Corriere della Sera, 18 dicembre 2021
Panariello tra i giovani per imparare ad usare TikTok
Un formicaio di tiktoker, un grande fratello versione influencer, una factory di contenuti brandizzati da dare in pasto all’algoritmo. Benvenuti nella Stardust House «prima content house italiana e straordinario hub di creator, dove i Talent vivono insieme h24 mettendo in connessione brand e large audience». Detto così sembra una supercazzola di marketing. In italiano si tratta di una casa dove 19 ragazzi tra i 17 e i 25 anni vengono «allevati» a creare contenuti per TikTok, Instagram, Twitch e YouTube, un luogo di formazione professionale e tecnica che «educa» le nuove generazioni a muoversi e monetizzare (per sé e per Stardust) nel mondo dei social. La casa che li ospita è concepita come quella del Grande Fratello: due grandi spazi comuni, palestra e piscina, le camere dove dormono i ragazzi (in totale hanno 50 milioni di follower), le postazioni di lavoro. Mancano le telecamere, ma a quelle ci pensano loro con i cellulari, perché la loro vita è rendere interessanti se stessi come prodotto.

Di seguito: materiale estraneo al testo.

//! Command implementations for ludusctl.

use anyhow::{Context, Result};
use chrono::NaiveDate;
use owo_colors::OwoColorize;

use ludus_common::rpc::{CompleteGameRequest, LearnerUpsert, ProgressView};
use ludus_common::SubscriptionPlan;

use crate::client::LudusClient;

pub async fn health(client: &LudusClient) -> Result<()> {
    let health = client.health().await?;
    println!("{} v{}", "ludusd".bold(), health.version);
    println!("  Uptime:   {}s", health.uptime_seconds);
    println!("  Catalog:  {} games", health.games_in_catalog);
    println!("  Learners: {}", health.learners_tracked);
    Ok(())
}

fn print_progress(game: &str, view: &ProgressView) {
    let status = if view.fully_completed {
        "completed".green().to_string()
    } else {
        format!("{:?}", view.state).dimmed().to_string()
    };
    println!("{} [{status}]", game.bold());
    println!(
        "  Levels {}/{}  Score {}/{}  Coins {}  Streak {}",
        view.levels_completed,
        view.total_levels,
        view.highest_score,
        view.max_score,
        view.total_coins_earned,
        view.current_streak
    );
    if view.replay_unlocked {
        println!("  {}", "Replay unlocked".cyan());
    }
    if let Some(badge) = &view.badge {
        println!("  Badge: {}", badge.name.yellow());
    }
    if !view.achievements.is_empty() {
        println!("  Achievements: {}", view.achievements.join(", "));
    }
}

pub async fn progress(client: &LudusClient, learner: &str, game: &str) -> Result<()> {
    let view = client.progress(learner, game).await?;
    print_progress(game, &view);
    Ok(())
}

pub async fn batch(client: &LudusClient, learner: &str, category: Option<&str>) -> Result<()> {
    let views = client.batch(learner, category).await?;
    if views.is_empty() {
        println!("No progress recorded");
        return Ok(());
    }
    for (game, view) in &views {
        print_progress(game, view);
    }
    Ok(())
}

pub async fn wallet(client: &LudusClient, learner: &str) -> Result<()> {
    let wallet = client.wallet(learner).await?;
    println!("{}: {} coins", learner.bold(), wallet.balance.to_string().green());
    for tx in &wallet.transactions {
        println!(
            "  {} {:>5}  {}  {}",
            format!("{:?}", tx.direction).dimmed(),
            tx.amount,
            tx.timestamp.format("%Y-%m-%d %H:%M"),
            tx.reason
        );
    }
    Ok(())
}

pub async fn leaderboard(client: &LudusClient, period: &str) -> Result<()> {
    let entries = client.leaderboard(period).await?;
    if entries.is_empty() {
        println!("No completions in this window");
        return Ok(());
    }
    println!("{}", format!("Top learners ({period})").bold());
    for (rank, entry) in entries.iter().enumerate() {
        println!(
            "  {:>2}. {:<24} {:>6} pts  {} games",
            rank + 1,
            entry.display_name,
            entry.total_score,
            entry.games_played
        );
    }
    Ok(())
}

#[allow(clippy::too_many_arguments)]
pub async fn complete(
    client: &LudusClient,
    learner: &str,
    game: &str,
    score: u64,
    full: bool,
    time: u64,
    replay: bool,
    key: Option<String>,
) -> Result<()> {
    let req = CompleteGameRequest {
        score,
        time_played_secs: time,
        is_full_completion: full,
        is_replay: replay,
        idempotency_key: key,
        ..Default::default()
    };
    let resp = client.complete(learner, game, &req).await?;

    if resp.is_replay {
        println!("{}", "Replay recorded (no reward)".cyan());
    } else if resp.coins_earned > 0 {
        println!(
            "{} +{} coins, +{} XP",
            "Reward:".green().bold(),
            resp.coins_earned,
            resp.xp_earned
        );
    } else {
        println!("No reward for this run");
    }
    if resp.badge_earned {
        println!("{}", "Badge earned!".yellow().bold());
    }
    println!(
        "  Balance {}  Level {}  Streak {}  Game streak {}",
        resp.new_balance, resp.level, resp.streak, resp.game_streak
    );
    Ok(())
}

pub async fn unlock_replay(client: &LudusClient, learner: &str, game: &str) -> Result<()> {
    let resp = client.unlock_replay(learner, game).await?;
    if resp.coins_spent > 0 {
        println!(
            "{} for {} coins (balance {})",
            "Replay unlocked".green(),
            resp.coins_spent,
            resp.new_balance
        );
    } else {
        println!("Replay already unlocked (balance {})", resp.new_balance);
    }
    Ok(())
}

pub async fn set_learner(
    client: &LudusClient,
    learner: &str,
    name: Option<String>,
    dob: Option<String>,
    tenant: Option<String>,
    plan: Option<String>,
) -> Result<()> {
    let date_of_birth = match dob {
        Some(raw) => Some(
            NaiveDate::parse_from_str(&raw, "%Y-%m-%d")
                .context("birth date must be YYYY-MM-DD")?,
        ),
        None => None,
    };
    let plan = match plan.as_deref() {
        Some("free") => Some(SubscriptionPlan::Free),
        Some("full_access") => Some(SubscriptionPlan::FullAccess),
        Some("pending") => Some(SubscriptionPlan::Pending),
        Some(other) => anyhow::bail!("unknown plan: {other}"),
        None => None,
    };
    let update = LearnerUpsert {
        display_name: name,
        date_of_birth,
        tenant,
        plan,
    };
    let saved = client.put_learner(learner, &update).await?;
    println!("Saved profile for {}", saved.id.bold());
    Ok(())
}
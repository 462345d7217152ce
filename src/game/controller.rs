//! The round controller.
//!
//! `Game` owns the participant list, the countdown, the RNG, and the timer
//! scheduler. It is constructed explicitly and driven explicitly: callers
//! advance the virtual clock with `advance`, submit guesses through
//! `handle_action`, and drain `ViewEvent`s for the rendering layer. No
//! global state, no wall-clock timers.
//!
//! ## Cycle lifecycle
//!
//! A cycle-setup pass runs once at construction and again on every tick
//! that leaves time on the countdown:
//!
//! 1. Every participant gets a fresh uniform target/limb assignment, a
//!    mirrored countdown value, and cleared selection state.
//! 2. One participant is chosen uniformly at random as the cycle's actor.
//!    With the configured probability (0.6 by default) the action they must
//!    perform is their own assignment; otherwise it is drawn uniformly from
//!    all four pairs.
//! 3. Two one-shots are armed: the alert hide (+3 s) and the actor reveal
//!    (+5 s). Until the reveal fires, nobody is marked selected.
//!
//! On reveal the actor is marked selected and their assigned action is
//! auto-submitted through `handle_action`, the same path manual guesses
//! take. A tick that exhausts the countdown cancels the repeating tick and
//! every pending cycle one-shot before computing the report, so no timer
//! mutates participant state after the game has ended.

use std::collections::VecDeque;

use tracing::{debug, info};

use crate::core::{
    ActionOutcome, ActionPair, ConfigError, GameConfig, GameRng, Limb, Participant, RejectReason,
    Target,
};
use crate::timing::{Scheduler, TimerId};
use crate::view::{GameView, ViewEvent};

use super::report::GameReport;

/// What a pending timer means to the controller.
#[derive(Clone, Copy, Debug, PartialEq, Eq)]
enum TimerKind {
    /// Repeating countdown tick, period = cycle length.
    Tick,
    /// One-shot actor reveal for the current cycle.
    RevealActor,
    /// One-shot alert hide for the current cycle.
    HideAlert,
    /// One-shot expiry of the end-of-game report.
    ExpireReport,
}

/// Actor choice made at cycle setup, installed when the reveal fires.
#[derive(Clone, Copy, Debug)]
struct PendingReveal {
    actor: usize,
    action: ActionPair,
}

/// The game's round controller.
#[derive(Debug)]
pub struct Game {
    config: GameConfig,
    participants: Vec<Participant>,
    remaining_time: u32,
    rng: GameRng,
    scheduler: Scheduler<TimerKind>,
    tick_timer: Option<TimerId>,
    cycle_timers: Vec<TimerId>,
    pending_reveal: Option<PendingReveal>,
    started: bool,
    finished: bool,
    report: Option<GameReport>,
    events: VecDeque<ViewEvent>,
}

impl Game {
    /// Create a game and run the first cycle-setup pass.
    ///
    /// Participants are named `User1..UserN` in display order. The repeating
    /// tick is not armed until `start`, but the first cycle's one-shots are,
    /// so advancing the clock past the reveal delay reveals the first actor
    /// even before `start`.
    pub fn new(config: GameConfig, seed: u64) -> Result<Self, ConfigError> {
        config.validate()?;

        let participants = (1..=config.participant_count)
            .map(|i| Participant::new(format!("User{i}")))
            .collect();

        let mut game = Self {
            remaining_time: config.total_duration,
            config,
            participants,
            rng: GameRng::new(seed),
            scheduler: Scheduler::new(),
            tick_timer: None,
            cycle_timers: Vec::new(),
            pending_reveal: None,
            started: false,
            finished: false,
            report: None,
            events: VecDeque::new(),
        };
        game.setup_cycle();
        Ok(game)
    }

    /// Arm the repeating countdown tick and signal the rendering layer.
    ///
    /// Calling `start` more than once is a no-op.
    pub fn start(&mut self) {
        if self.started || self.finished {
            return;
        }
        self.started = true;
        self.tick_timer = Some(
            self.scheduler
                .schedule_repeating(u64::from(self.config.cycle_length), TimerKind::Tick),
        );
        info!(
            participants = self.participants.len(),
            duration = self.config.total_duration,
            "game started"
        );
        self.events.push_back(ViewEvent::GameStarted);
        self.events.push_back(ViewEvent::ParticipantsChanged);
    }

    /// Advance the virtual clock by `seconds`, firing due timers in order.
    ///
    /// Each timer's handler runs before the next timer fires, so a tick's
    /// cycle setup can arm one-shots that fire later in the same window.
    pub fn advance(&mut self, seconds: u64) {
        let target = self.scheduler.now() + seconds;
        while let Some(fired) = self.scheduler.fire_next(target) {
            match fired.kind {
                TimerKind::Tick => self.on_tick(),
                TimerKind::RevealActor => self.on_reveal(),
                TimerKind::HideAlert => self.events.push_back(ViewEvent::AlertHidden),
                TimerKind::ExpireReport => self.events.push_back(ViewEvent::ReportExpired),
            }
        }
        self.scheduler.set_now(target);
    }

    /// Submit a guess for the named participant.
    ///
    /// The single score-mutation path: manual guesses and the actor's
    /// auto-submitted action both land here. A guess is rejected, with no
    /// state change, for an unknown name or a participant who has already
    /// guessed this cycle.
    pub fn handle_action(&mut self, name: &str, target: Target, limb: Limb) -> ActionOutcome {
        let Some(participant) = self.participants.iter_mut().find(|p| p.name() == name) else {
            debug!(name, "guess for unknown participant ignored");
            return ActionOutcome::Rejected(RejectReason::UnknownParticipant);
        };
        if participant.has_selected() {
            debug!(name, "repeat guess ignored");
            return ActionOutcome::Rejected(RejectReason::AlreadySelected);
        }

        let correct = target == participant.target() && limb == participant.limb();
        participant.update_points(correct);
        participant.mark_guessed();
        debug!(name, correct, points = participant.points(), "guess scored");
        self.events.push_back(ViewEvent::ParticipantsChanged);
        ActionOutcome::Accepted { correct }
    }

    /// Participants in display order.
    #[must_use]
    pub fn participants(&self) -> &[Participant] {
        &self.participants
    }

    /// Look up a participant by name.
    #[must_use]
    pub fn participant(&self, name: &str) -> Option<&Participant> {
        self.participants.iter().find(|p| p.name() == name)
    }

    /// Seconds left on the countdown.
    #[must_use]
    pub fn remaining_time(&self) -> u32 {
        self.remaining_time
    }

    /// Current virtual clock value in seconds.
    #[must_use]
    pub fn now(&self) -> u64 {
        self.scheduler.now()
    }

    /// Whether the countdown has run out.
    #[must_use]
    pub fn is_finished(&self) -> bool {
        self.finished
    }

    /// The end-of-game report, once the game has finished.
    #[must_use]
    pub fn report(&self) -> Option<&GameReport> {
        self.report.as_ref()
    }

    /// Snapshot the current render state.
    #[must_use]
    pub fn view(&self) -> GameView {
        GameView::of(&self.participants, self.remaining_time)
    }

    /// Take all queued view events, oldest first.
    pub fn drain_events(&mut self) -> Vec<ViewEvent> {
        self.events.drain(..).collect()
    }

    fn on_tick(&mut self) {
        self.remaining_time = self.remaining_time.saturating_sub(self.config.cycle_length);
        debug!(remaining = self.remaining_time, "tick");
        if self.remaining_time == 0 {
            self.finish();
        } else {
            self.setup_cycle();
        }
    }

    /// Assign fresh targets and limbs, pick the cycle's actor, and arm the
    /// cycle one-shots.
    fn setup_cycle(&mut self) {
        for id in self.cycle_timers.drain(..) {
            self.scheduler.cancel(id);
        }

        self.events.push_back(ViewEvent::AlertShown);

        for participant in &mut self.participants {
            participant.set_target(self.rng.random_target());
            participant.set_limb(self.rng.random_limb());
            participant.set_remaining_time(self.remaining_time);
            participant.reset_selection();
        }

        let actor = self.rng.random_index(self.participants.len());
        let action = if self.rng.chance(self.config.trivial_probability) {
            self.participants[actor].assignment()
        } else {
            self.rng.random_pair()
        };
        self.pending_reveal = Some(PendingReveal { actor, action });
        debug!(
            actor = self.participants[actor].name(),
            %action,
            "cycle set up"
        );

        let hide = self
            .scheduler
            .schedule_once(u64::from(self.config.alert_duration), TimerKind::HideAlert);
        let reveal = self
            .scheduler
            .schedule_once(u64::from(self.config.reveal_delay), TimerKind::RevealActor);
        self.cycle_timers = vec![hide, reveal];

        self.events.push_back(ViewEvent::CycleStarted);
        self.events.push_back(ViewEvent::ParticipantsChanged);
    }

    /// Install the cycle's actor and auto-submit their assigned action.
    fn on_reveal(&mut self) {
        let Some(PendingReveal { actor, action }) = self.pending_reveal.take() else {
            return;
        };
        let name = self.participants[actor].name().to_string();
        self.participants[actor].mark_selected(action);
        debug!(actor = %name, %action, "actor revealed");
        self.events.push_back(ViewEvent::ActorRevealed {
            name: name.clone(),
            action,
        });

        let outcome = self.handle_action(&name, action.target, action.limb);
        if !outcome.is_accepted() {
            debug!(actor = %name, ?outcome, "auto-submission not scored");
        }
    }

    /// Terminal transition: stop every timer, zero the mirrored countdowns,
    /// and publish the report.
    fn finish(&mut self) {
        if let Some(id) = self.tick_timer.take() {
            self.scheduler.cancel(id);
        }
        for id in self.cycle_timers.drain(..) {
            self.scheduler.cancel(id);
        }
        self.pending_reveal = None;

        for participant in &mut self.participants {
            participant.set_remaining_time(0);
        }
        self.finished = true;

        let report = GameReport::from_participants(&self.participants);
        info!(%report, "game ended");
        self.events.push_back(ViewEvent::GameEnded(report.clone()));
        self.report = Some(report);

        self.scheduler
            .schedule_once(u64::from(self.config.report_duration), TimerKind::ExpireReport);
    }
}
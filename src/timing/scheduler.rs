//! Virtual-clock timer scheduler.
//!
//! The clock is explicit: callers drive it with `advance`, and due timers
//! fire deterministically in deadline order (registration order breaks
//! ties). Nothing fires unless the clock is advanced, so a game run is
//! replayable step by step.
//!
//! The scheduler is agnostic of what its timers mean. Callers attach a
//! `Copy` tag to each entry and interpret it when the timer fires.

/// Handle to a scheduled timer, used for cancellation.
#[derive(Clone, Copy, Debug, PartialEq, Eq, Hash)]
pub struct TimerId(u64);

/// A timer that came due during `advance`.
#[derive(Clone, Copy, Debug, PartialEq, Eq)]
pub struct Fired<K> {
    /// The timer's handle.
    pub id: TimerId,
    /// The caller-supplied tag.
    pub kind: K,
    /// Clock value at which the timer fired, in seconds.
    pub at: u64,
}

#[derive(Clone, Debug)]
struct Entry<K> {
    id: TimerId,
    deadline: u64,
    period: Option<u64>,
    kind: K,
}

/// Deterministic timer queue over a virtual monotonic clock.
#[derive(Clone, Debug)]
pub struct Scheduler<K> {
    now: u64,
    next_id: u64,
    entries: Vec<Entry<K>>,
}

impl<K: Copy> Scheduler<K> {
    /// Create an empty scheduler with the clock at zero.
    #[must_use]
    pub fn new() -> Self {
        Self {
            now: 0,
            next_id: 0,
            entries: Vec::new(),
        }
    }

    /// Current clock value in seconds.
    #[must_use]
    pub fn now(&self) -> u64 {
        self.now
    }

    /// Schedule a one-shot timer `delay` seconds from now.
    pub fn schedule_once(&mut self, delay: u64, kind: K) -> TimerId {
        self.push_entry(delay, None, kind)
    }

    /// Schedule a repeating timer firing every `period` seconds, first in
    /// `period` seconds. `period` must be non-zero.
    pub fn schedule_repeating(&mut self, period: u64, kind: K) -> TimerId {
        assert!(period > 0, "repeating timer period must be non-zero");
        self.push_entry(period, Some(period), kind)
    }

    /// Cancel a timer. Returns false if it already fired or was canceled.
    pub fn cancel(&mut self, id: TimerId) -> bool {
        if let Some(pos) = self.entries.iter().position(|e| e.id == id) {
            self.entries.remove(pos);
            true
        } else {
            false
        }
    }

    /// Check whether a timer is still pending.
    #[must_use]
    pub fn is_pending(&self, id: TimerId) -> bool {
        self.entries.iter().any(|e| e.id == id)
    }

    /// Number of pending timers.
    #[must_use]
    pub fn pending(&self) -> usize {
        self.entries.len()
    }

    /// Fire the next timer due at or before `target`, moving the clock to
    /// its deadline. Returns `None` when nothing is due.
    ///
    /// Firing one timer at a time lets the caller handle it and schedule
    /// new timers before the next one fires, the way a cooperative event
    /// queue would. Finish the window with `set_now(target)` once this
    /// returns `None`.
    pub fn fire_next(&mut self, target: u64) -> Option<Fired<K>> {
        let index = self
            .entries
            .iter()
            .enumerate()
            .filter(|(_, e)| e.deadline <= target)
            .min_by_key(|(_, e)| (e.deadline, e.id.0))
            .map(|(i, _)| i)?;

        let entry = &mut self.entries[index];
        self.now = entry.deadline;
        let fired = Fired {
            id: entry.id,
            kind: entry.kind,
            at: entry.deadline,
        };

        match entry.period {
            Some(period) => entry.deadline += period,
            None => {
                self.entries.remove(index);
            }
        }

        Some(fired)
    }

    /// Move the clock forward to `target`. The clock never goes backward.
    pub fn set_now(&mut self, target: u64) {
        assert!(target >= self.now, "clock must be monotonic");
        self.now = target;
    }

    /// Advance the clock by `seconds`, collecting every timer that comes
    /// due, in firing order. Repeating timers re-arm with the same id and
    /// may fire multiple times within one call.
    ///
    /// Convenience over `fire_next`; timers scheduled while the collected
    /// batch is being handled only fire in a later window.
    pub fn advance(&mut self, seconds: u64) -> Vec<Fired<K>> {
        let target = self.now + seconds;
        let mut fired = Vec::new();
        while let Some(f) = self.fire_next(target) {
            fired.push(f);
        }
        self.set_now(target);
        fired
    }

    fn push_entry(&mut self, delay: u64, period: Option<u64>, kind: K) -> TimerId {
        let id = TimerId(self.next_id);
        self.next_id += 1;
        self.entries.push(Entry {
            id,
            deadline: self.now + delay,
            period,
            kind,
        });
        id
    }
}

impl<K: Copy> Default for Scheduler<K> {
    fn default() -> Self {
        Self::new()
    }
}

Qui, a Capriano (a 35 chilometri da Milano), per un anno i ragazzi studiano, imparano, crescono e attraverso il lavoro quotidiano si trasformano in «creator» (Nanni Moretti perdonaci) sempre più abili a produrre contenuti e format per diverse categorie merceologiche (dall’automotive alla farmaceutica, dal cibo alla musica). Concepita come l’Academy Disney che forgia attori e attrici per nutrire spettatori, qui l’obiettivo è creare visualizzazioni: con 100 contenuti al giorno arrivano a 20 milioni di views quotidiane (sommando i numeri dei quattro media).
Così Stardust ha saputo entrare sul mercato industrializzando il mondo dell’influencer marketing. Ma non c’è solo la House, perché intorno alla società si muovono circa 500 influencer sotto contratto che riescono ad amplificare il messaggio di un brand. L’idea è tanto semplice quanto efficace: anziché avere un solo influencer con milioni di follower, nei hai tanti che uniscono i loro milioni di seguaci; tanti fucili che diventano un cannone. È successo con la canzone «Watermelon Sugar» di Harry Styles con il jingle utilizzato per i video di TikTok: se decine di influencer lo usano, la leva dell’emulazione spingerà molti follower a ricorrere a quello stesso brano per i loro video, creando un effetto virale: quelle note risuoneranno in milioni di cellulari.
Ma l’Italia è anche un Paese per «vecchi». Ora Giorgio Panariello ha deciso di debuttare su Twitch e Tik Tok con il suo primo format originale e 100% digital (il titolo è ironicamente chiaro: «From Boomer to Zoomer»). Lui (61 anni) ha passato una settimana nella Stardust House e ha raccontato l’esperienza che ha vissuto da inquilino «fuori corso». Una full immersion con la Generazione Z con l’obiettivo di imparare tutto quello che c’è da sapere su TikTok e i social: «Non ho figli, e questo è anche un modo per colmare un gap generazionale – spiega Panariello —. Sono venuto qui con curiosità e anche timore: per un ragazzo di 20 anni quelli come me sono di vetro, ti guardano con occhi che ti oltrepassano». Le lezioni sono a due sensi: «I nostri incontri sono come sedute di psicanalisi per me e per loro. Voglio far capire loro che guardare indietro può essere fonte di ispirazione. Questi ragazzi non sanno chi è Pieraccioni, non conoscono Fiorello, ma devono capire che guardare indietro serve, la memoria è fondamentale altrimenti costruisci sulla sabbia. Diciamo che io servo a loro per fargli aprire gli occhi all’indietro, mentre loro aiutano me a guardare avanti».
All’inizio i social non erano per lui: «Provavo un certo rancore: mi chiedevo come fosse possibile che ci fossero persone che avevano milioni di follower senza saper fare niente». Poi Panariello (a fine gennaio parte la sua nuova tournée teatrale, La favola mia) si è messo in discussione: «Ho capito che se non vuoi perdere contatto con il mondo ti devi agganciare anche a realtà diverse dalla tua. Sui social devo imparare a usare il loro linguaggio, cosa serve e cosa no, senza essere imbarazzante, cringe come dicono loro».